Problem to solve: Print the records exactly as given.

Source material:
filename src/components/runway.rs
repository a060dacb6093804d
use bevy::prelude::*;
use nalgebra::Vector3;
use serde::{Deserialize, Serialize};

#[derive(Component, Debug, Clone, Serialize, Deserialize)]
pub struct RunwayComponent {
    /// Center of the runway threshold (start) [m]
    pub position: Vector3<f64>,
    /// Heading of the centerline in radians, zero pointing down -z
    pub heading: f64,
    /// Width of the runway [m]
    pub width: f64,
    /// Length of the runway [m]
    pub length: f64,
    /// Height of the paved surface [m]
    pub surface_height: f64,
}

impl Default for RunwayComponent {
    fn default() -> Self {
        Self {
            position: Vector3::zeros(),
            heading: 0.0,
            width: 15.0,
            length: 300.0,
            surface_height: 0.0,
        }
    }
}
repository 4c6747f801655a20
pub mod auth;
pub mod extract;
pub mod i18n;
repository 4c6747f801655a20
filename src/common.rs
pub mod db_utils;
pub mod error;
pub mod i18n;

Task response:
filename src/components/runway.rs
repository a060dacb6093804d
use bevy::prelude::*;
use nalgebra::Vector3;
use serde::{Deserialize, Serialize};

#[derive(Component, Debug, Clone, Serialize, Deserialize)]
pub struct RunwayComponent {
    /// Center of the runway threshold (start) [m]
    pub position: Vector3<f64>,
    /// Heading of the centerline in radians, zero pointing down -z
    pub heading: f64,
    /// Width of the runway [m]
    pub width: f64,
    /// Length of the runway [m]
    pub length: f64,
    /// Height of the paved surface [m]
    pub surface_height: f64,
}

impl Default for RunwayComponent {
    fn default() -> Self {
        Self {
            position: Vector3::zeros(),
            heading: 0.0,
            width: 15.0,
            length: 300.0,
            surface_height: 0.0,
        }
    }
}
repository 4c6747f801655a20
pub mod auth;
pub mod extract;
pub mod i18n;
repository 4c6747f801655a20
filename src/common.rs
pub mod db_utils;
pub mod error;
pub mod i18n;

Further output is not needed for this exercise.